The crooks tell you that, for reasons that remain unclear, you are entitled to a cash prize. All you need to do to claim it is to follow a link and enter your credit card details. In some cases, the scammers lie that they will use the card details in order to send you the money. In others, they say that you first need to pay a transfer fee. As you might imagine, if you believe them, you won't get any money at all, and they will end up with your credit card data.

Not exactly the bleeding edge of sophistication, you have to agree. In fact, the scenario is one step away from the colorful "Congratulations! You are the 1 millionth visitor on this page, and you have won a prize!" popups from years gone by. Why, then, did Kaspersky bother with this particular scheme at all?

The answer is simple – it was delivered in a rather clever way.

Cybercriminals abuse Google Calendar to spread spam

For years, scams of similar nature have propagated with the help of email messages. In this day and age, however, the filters are likely to catch quite a lot of the spam which means that tricking a large number of people out of their credit card details is not as easy as it used to be. The crooks have found their way around it, though. They are abusing Google's Calendar.

Calendar is one of the free web applications that you automatically get with your Google account, and it's arguably one of the most useful ones. For those of you unfamiliar with it, it gives you the ability to, among other things, create events and set reminders and notifications about them. Crucially, you can invite other Google users to your events, regardless of whether you know them or not. All you need is their Gmail addresses.

The crooks Kaspersky talked about knew this, and they took full advantage of it. To spread their bogus messages, they simply created Google Calendar events, and they invited a large number of Google users. The invitation popped up in the targets' inbox, and because it was automatically generated by Google's internal systems, it was not screened by the spam filters.

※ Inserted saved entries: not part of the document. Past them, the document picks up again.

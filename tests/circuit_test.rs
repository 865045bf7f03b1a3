// SPDX-License-Identifier: Apache-2.0

use bvtheory::circuit::Circuit;
use bvtheory::{BvConfig, LBool, Literal, SmtCore, TermManager};
use bvtheory_test_helpers::MiniCore;
use pretty_assertions::assert_eq;

fn core_with_vars(n: usize) -> (MiniCore, Vec<Literal>) {
    let _ = env_logger::builder().is_test(true).try_init();
    let mut core = MiniCore::new(TermManager::new(), false);
    let lits = (0..n).map(|_| Literal::positive(core.mk_bool_var())).collect();
    (core, lits)
}

#[test]
fn test_wiring_lowers_to_the_input_literals() {
    let (mut core, lits) = core_with_vars(3);
    let mut circuit = Circuit::new(&BvConfig::default());
    let input = circuit.input(&[lits[0], !lits[1], Literal::TRUE, lits[2]]);
    let vars_before = core.num_vars();
    let lowered = circuit.lower(&mut core, &input);
    assert_eq!(lowered, vec![lits[0], !lits[1], Literal::TRUE, lits[2]]);
    assert_eq!(core.num_vars(), vars_before);
}

#[test]
fn test_shared_leaf_keeps_polarity() {
    let (mut core, lits) = core_with_vars(1);
    let mut circuit = Circuit::new(&BvConfig::default());
    let pos = circuit.input_literal(lits[0]);
    let neg = circuit.input_literal(!lits[0]);
    assert_eq!(neg, pos.negate());
    let both = circuit.builder().add_and_binary(pos, neg);
    let lowered = circuit.lower(&mut core, &both.into());
    assert_eq!(lowered, vec![Literal::FALSE]);
}

#[test]
fn test_gates_lower_once_and_evaluate() {
    let (mut core, lits) = core_with_vars(2);
    let mut circuit = Circuit::new(&BvConfig::default());
    let a = circuit.input(&[lits[0]]);
    let b = circuit.input(&[lits[1]]);
    let xor = circuit.builder().add_xor_vec(&a, &b);
    let first = circuit.lower(&mut core, &xor);
    let vars_after_first = core.num_vars();
    let second = circuit.lower(&mut core, &xor);
    assert_eq!(first, second);
    assert_eq!(core.num_vars(), vars_after_first);

    for (va, vb) in [(false, false), (false, true), (true, false), (true, true)] {
        core.push_scope();
        core.decide(if va { lits[0] } else { !lits[0] });
        core.decide(if vb { lits[1] } else { !lits[1] });
        assert!(core.propagate());
        assert_eq!(core.get_assignment(first[0]), LBool::from_bool(va ^ vb));
        core.pop_scope(1);
    }
}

The consequences could be significant

Although it's happening way too slowly, users are becoming more and more aware of the dangers that surround them. Fewer and fewer of them, for example, are likely to open an email sent by a stranger, which is not good news for the cybercriminals. When the said email comes from a legitimate Google service like Calendar, however, things are a little bit different, and if the crooks create a more believable scenario, they could end up with a rather successful scam operation.

Kaspersky's experts said that you can modify some settings and avoid seeing the fraudulent invitations. To do that, open https://calendar.google.com/, click the Gear icon in the top-right corner, and select Settings. Go to Event settings, and from the Automatically add invitations drop-down menu, select No, only show invitations to which I have responded. You also need to make sure that Show declined events checkbox is not selected.

That way, the invitations won't appear unless you approve them. The experts do warn, however, that with this configuration, you might also miss events that are of genuine interest to you. Even if you are willing to deal with this, you should treat every single invitation the way you treat emails – with a healthy dose of proverbial salt.